**Problem description**. Top to bottom, give the entries again exactly as written.
-------- Provided records --------
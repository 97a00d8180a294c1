use crate::{error::ApiError, models::ChatRequest, services::ChatService};
use actix_web::{
    web::{self, Json},
    HttpResponse,
};

pub fn chat_config(cfg: &mut web::ServiceConfig) {
    cfg.service(web::resource("/chat").route(web::post().to(chat_message)))
        .service(web::resource("/chat/suggestions").route(web::get().to(chat_suggestions)));
}

/// One conversational turn. Anonymous callers get a generated user id so
/// context still works within a session that echoes the id back.
pub async fn chat_message(
    request: Json<ChatRequest>,
    service: web::Data<ChatService>,
) -> Result<HttpResponse, ApiError> {
    if request.message.trim().is_empty() {
        return Err(ApiError::InvalidInput("Message cannot be empty".to_string()));
    }

    let user_id = request
        .user_id
        .clone()
        .unwrap_or_else(|| uuid::Uuid::new_v4().to_string());

    let reply = service.process_message(&request.message, &user_id).await;

    Ok(HttpResponse::Ok().json(serde_json::json!({
        "user_id": user_id,
        "reply": reply,
    })))
}

pub async fn chat_suggestions(service: web::Data<ChatService>) -> HttpResponse {
    HttpResponse::Ok().json(serde_json::json!({
        "suggestions": service.get_suggestions(),
    }))
}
--------
**Worked solution**.
repository 97a00d8180a294c1
use crate::{error::ApiError, models::ChatRequest, services::ChatService};
use actix_web::{
    web::{self, Json},
    HttpResponse,
};

pub fn chat_config(cfg: &mut web::ServiceConfig) {
    cfg.service(web::resource("/chat").route(web::post().to(chat_message)))
        .service(web::resource("/chat/suggestions").route(web::get().to(chat_suggestions)));
}

/// One conversational turn. Anonymous callers get a generated user id so
/// context still works within a session that echoes the id back.
pub async fn chat_message(
    request: Json<ChatRequest>,
    service: web::Data<ChatService>,
) -> Result<HttpResponse, ApiError> {
    if request.message.trim().is_empty() {
        return Err(ApiError::InvalidInput("Message cannot be empty".to_string()));
    }

    let user_id = request
        .user_id
        .clone()
        .unwrap_or_else(|| uuid::Uuid::new_v4().to_string());

    let reply = service.process_message(&request.message, &user_id).await;

    Ok(HttpResponse::Ok().json(serde_json::json!({
        "user_id": user_id,
        "reply": reply,
    })))
}

pub async fn chat_suggestions(service: web::Data<ChatService>) -> HttpResponse {
    HttpResponse::Ok().json(serde_json::json!({
        "suggestions": service.get_suggestions(),
    }))
}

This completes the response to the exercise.